A memory popped up on Facebook this weekend that caught me off guard. Five years ago, I first visited Derry for a few days. I had walked around the town for a few hours or so on previous ventures, but this was the first time I stayed over. It was about 10 days before I had to leave Ireland, and I was completely heartbroken. I came to Derry to get out of Sligo for a few days and try to sort through the big emotions I was having before going back to the States. I found this café in a gorgeous park and settled in for some time with God and my journal.

Now, five years later, I’m living in the city, and this is still one of my favourite spots here. What a journey the past five years have been!
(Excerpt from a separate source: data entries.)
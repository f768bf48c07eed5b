//! Hamming(7,4) error correction code implementation.
//!
//! Hamming codes are a family of linear error-correcting codes developed by Richard Hamming in 1950.
//! The (7,4) variant encodes 4 data bits into 7 bits by adding 3 even-parity bits. Parity bit
//! `2^k` covers every position whose 1-indexed binary representation has bit `k` set:
//!
//! | Position | 1  | 2  | 3  | 4  | 5  | 6  | 7  |
//! |----------|----|----|----|----|----|----|----|
//! | Role     | P1 | P2 | d3 | P4 | d2 | d1 | d0 |
//!
//! The decoder computes a 3-bit syndrome that names the 1-indexed position of a single flipped
//! bit (0 means no error) and flips it back.
//!
//! # Limitations
//!
//! Any single-bit error per codeword is corrected. Two or more errors in one codeword are NOT
//! detected as such: the syndrome then points at some other position, the decoder "corrects" it
//! and returns the wrong data with `corrected == true`. Nothing in a [`Decoded`] distinguishes
//! that case from a genuine single-bit repair.

use crate::cs::ecc::Result;
use crate::error::Error;
use log::{debug, trace};
use std::fmt;

/// Number of data bits in a unit
pub const DATA_BITS: usize = 4;

/// Number of bits in a codeword
pub const CODEWORD_BITS: usize = 7;

/// Checks that `bits` has exactly `expected` elements and each of them is 0 or 1.
fn validate_bits(bits: &[u8], expected: usize, what: &str) -> Result<()> {
    if bits.len() != expected {
        return Err(Error::InvalidInput(format!(
            "{} must have exactly {} bits, got {}",
            what,
            expected,
            bits.len()
        )));
    }

    if let Some((idx, &bit)) = bits.iter().enumerate().find(|&(_, &b)| b > 1) {
        return Err(Error::InvalidInput(format!(
            "{} bit {} is {}, expected 0 or 1",
            what, idx, bit
        )));
    }

    Ok(())
}

fn fmt_bits(bits: &[u8], f: &mut fmt::Formatter<'_>) -> fmt::Result {
    for bit in bits {
        write!(f, "{}", bit)?;
    }
    Ok(())
}

/// Four data bits `[d3, d2, d1, d0]`, most significant first.
#[derive(Debug, Clone, Copy, PartialEq, Eq, Hash, Default)]
pub struct DataUnit([u8; DATA_BITS]);

impl DataUnit {
    /// Creates a data unit from exactly four 0/1 values.
    pub fn new(bits: &[u8]) -> Result<Self> {
        validate_bits(bits, DATA_BITS, "Data unit")?;
        Ok(Self([bits[0], bits[1], bits[2], bits[3]]))
    }

    /// Creates a data unit from the low four bits of `nibble`.
    pub fn from_nibble(nibble: u8) -> Self {
        Self([
            (nibble >> 3) & 1,
            (nibble >> 2) & 1,
            (nibble >> 1) & 1,
            nibble & 1,
        ])
    }

    /// Returns the unit as a value in `0..16`.
    pub fn nibble(&self) -> u8 {
        self.0.iter().fold(0, |acc, &bit| (acc << 1) | bit)
    }

    /// Returns the bits, most significant first.
    pub fn bits(&self) -> &[u8; DATA_BITS] {
        &self.0
    }

    /// Encodes this unit into a codeword.
    pub fn encode(&self) -> Codeword {
        let [d3, d2, d1, d0] = self.0;

        // Even parity over positions {1,3,5,7}, {2,3,6,7}, {4,5,6,7}
        let p1 = d3 ^ d2 ^ d0;
        let p2 = d3 ^ d1 ^ d0;
        let p4 = d2 ^ d1 ^ d0;

        let codeword = Codeword([p1, p2, d3, p4, d2, d1, d0]);
        trace!("encoded {} -> {}", self, codeword);
        codeword
    }
}

impl TryFrom<&[u8]> for DataUnit {
    type Error = Error;

    fn try_from(bits: &[u8]) -> Result<Self> {
        Self::new(bits)
    }
}

impl fmt::Display for DataUnit {
    fn fmt(&self, f: &mut fmt::Formatter<'_>) -> fmt::Result {
        fmt_bits(&self.0, f)
    }
}

/// Seven code bits `[P1, P2, d3, P4, d2, d1, d0]` at 1-indexed positions 1..=7.
#[derive(Debug, Clone, Copy, PartialEq, Eq, Hash, Default)]
pub struct Codeword([u8; CODEWORD_BITS]);

impl Codeword {
    /// Creates a codeword from exactly seven 0/1 values.
    pub fn new(bits: &[u8]) -> Result<Self> {
        validate_bits(bits, CODEWORD_BITS, "Codeword")?;
        let mut out = [0u8; CODEWORD_BITS];
        out.copy_from_slice(bits);
        Ok(Self(out))
    }

    /// Returns the bits in position order.
    pub fn bits(&self) -> &[u8; CODEWORD_BITS] {
        &self.0
    }

    /// Returns the bit at 1-indexed `position`, or `None` outside `1..=7`.
    pub fn bit(&self, position: usize) -> Option<u8> {
        position
            .checked_sub(1)
            .and_then(|idx| self.0.get(idx))
            .copied()
    }

    /// Returns a copy with the bit at 1-indexed `position` inverted.
    ///
    /// Useful for simulating channel errors.
    pub fn flip(&self, position: usize) -> Result<Self> {
        if !(1..=CODEWORD_BITS).contains(&position) {
            return Err(Error::InvalidInput(format!(
                "Codeword position must be in 1..={}, got {}",
                CODEWORD_BITS, position
            )));
        }
        Ok(self.toggled(position - 1))
    }

    fn toggled(&self, idx: usize) -> Self {
        let mut bits = self.0;
        bits[idx] ^= 1;
        Self(bits)
    }

    /// Computes the parity-check syndrome.
    pub fn syndrome(&self) -> Syndrome {
        let [c1, c2, c3, c4, c5, c6, c7] = self.0;

        let s1 = c1 ^ c3 ^ c5 ^ c7;
        let s2 = c2 ^ c3 ^ c6 ^ c7;
        let s4 = c4 ^ c5 ^ c6 ^ c7;

        Syndrome(s1 | (s2 << 1) | (s4 << 2))
    }

    /// Reads the data bits at positions 3, 5, 6, 7 without any correction.
    pub fn data(&self) -> DataUnit {
        DataUnit([self.0[2], self.0[4], self.0[5], self.0[6]])
    }

    /// Decodes this codeword, correcting the position named by a nonzero syndrome.
    pub fn decode(&self) -> Decoded {
        let syndrome = self.syndrome();

        let (codeword, corrected) = match syndrome.error_position() {
            Some(position) => {
                debug!(
                    "syndrome {} on codeword {}, flipping position {}",
                    syndrome, self, position
                );
                (self.toggled(position - 1), true)
            }
            None => (*self, false),
        };

        Decoded {
            data: codeword.data(),
            syndrome,
            corrected,
            codeword,
        }
    }
}

impl TryFrom<&[u8]> for Codeword {
    type Error = Error;

    fn try_from(bits: &[u8]) -> Result<Self> {
        Self::new(bits)
    }
}

impl fmt::Display for Codeword {
    fn fmt(&self, f: &mut fmt::Formatter<'_>) -> fmt::Result {
        fmt_bits(&self.0, f)
    }
}

/// Parity-check result in `0..=7`.
///
/// Zero means no error was detected; any other value is the 1-indexed codeword position
/// flagged as erroneous.
#[derive(Debug, Clone, Copy, PartialEq, Eq, PartialOrd, Ord, Hash, Default)]
pub struct Syndrome(u8);

impl Syndrome {
    /// Returns the raw syndrome value.
    pub fn value(&self) -> u8 {
        self.0
    }

    /// Whether no error was detected.
    pub fn is_zero(&self) -> bool {
        self.0 == 0
    }

    /// The flagged 1-indexed position, if any.
    pub fn error_position(&self) -> Option<usize> {
        if self.is_zero() {
            None
        } else {
            Some(self.0 as usize)
        }
    }
}

impl fmt::Display for Syndrome {
    fn fmt(&self, f: &mut fmt::Formatter<'_>) -> fmt::Result {
        write!(f, "{}", self.0)
    }
}

/// The outcome of decoding one codeword.
///
/// `corrected == true` only says a bit was flipped; with two or more channel errors the flip
/// may have been the wrong one.
#[derive(Debug, Clone, Copy, PartialEq, Eq, Hash)]
pub struct Decoded {
    /// Recovered data bits
    pub data: DataUnit,
    /// Raw syndrome of the received codeword
    pub syndrome: Syndrome,
    /// Whether a bit was flipped
    pub corrected: bool,
    /// The codeword after correction
    pub codeword: Codeword,
}

/// Encodes four 0/1 values `[d3, d2, d1, d0]` into a codeword.
///
/// # Arguments
///
/// * `data` - Exactly four bits, most significant first, each 0 or 1
///
/// # Returns
///
/// The codeword `[P1, P2, d3, P4, d2, d1, d0]`, or `Error::InvalidInput` if `data` has the
/// wrong length or a value other than 0 or 1
pub fn encode(data: &[u8]) -> Result<Codeword> {
    Ok(DataUnit::new(data)?.encode())
}

/// Decodes seven 0/1 values, correcting up to one bit error.
///
/// # Arguments
///
/// * `code` - Exactly seven bits in position order, each 0 or 1
///
/// # Returns
///
/// The recovered data, the syndrome, whether a bit was flipped and the corrected codeword, or
/// `Error::InvalidInput` if `code` has the wrong length or a value other than 0 or 1
pub fn decode(code: &[u8]) -> Result<Decoded> {
    Ok(Codeword::new(code)?.decode())
}

/// Result of the built-in verification scenario.
#[derive(Debug, Clone, Copy, PartialEq, Eq)]
pub struct SelfTestReport {
    /// Fixed test vector
    pub input: DataUnit,
    /// Its codeword
    pub encoded: Codeword,
    /// Decode of the untouched codeword
    pub clean: Decoded,
    /// The codeword with position 7 flipped
    pub corrupted: Codeword,
    /// Decode of the corrupted codeword
    pub recovered: Decoded,
}

impl SelfTestReport {
    /// Position flipped to build `corrupted`
    pub const FLIPPED_POSITION: usize = 7;

    /// Whether both decodes behaved as the code guarantees.
    pub fn passed(&self) -> bool {
        let clean_ok =
            self.clean.data == self.input && self.clean.syndrome.is_zero() && !self.clean.corrected;
        let recovered_ok = self.recovered.data == self.input
            && self.recovered.syndrome.error_position() == Some(Self::FLIPPED_POSITION)
            && self.recovered.corrected
            && self.recovered.codeword == self.encoded;
        clean_ok && recovered_ok
    }
}

/// Runs the fixed verification scenario: encode `[1, 0, 1, 1]`, decode it, then decode it again
/// with position 7 flipped.
pub fn self_test() -> SelfTestReport {
    let input = DataUnit::from_nibble(0b1011);
    let encoded = input.encode();
    let clean = encoded.decode();
    let corrupted = encoded.toggled(SelfTestReport::FLIPPED_POSITION - 1);
    let recovered = corrupted.decode();

    SelfTestReport {
        input,
        encoded,
        clean,
        corrupted,
        recovered,
    }
}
As I waited for yet another visa renewal to be approved during the last couple of months, I couldn’t help but think of the situation five years ago where I awaited a decision that did not turn out the way I’d hoped. Wounds of rejection that were inflicted during that season have been infected for far too long. I thought I had dealt with all that happened then, but during this recent season of waiting God has gently picked the scab on those wounds and I was a bit surprised at the “junk” that had been festering there.

It’s been a painful couple of weeks allowing all the lies and doubts and disappointments to “drain”, but God has been so present and gentle with me in the process. Just as I began to feel like all the “infection” was out and healing was finally happening, word came through that my visa renewal was approved. The answer was slightly later than I had hoped, but the delay allowed God to deal with those parts of my heart that were still bound in the hurts of the past, and for, that I am so grateful!

I’ll be flying back to the States on the five-year anniversary of the flight that carried me away from the life I’d built in Ireland. The arrival of my visa means that I get to make that trip and go visit my parents, but this time I know that I also get to return to this place I love.

Sitting with that coffee five years ago, it felt like my life was falling apart. Sitting here now, in sight of that same café, I’m so grateful for the journey that’s allowed me to call Derry home. Sometimes life brings disappointments and pain, but I am reminded again: God is always good!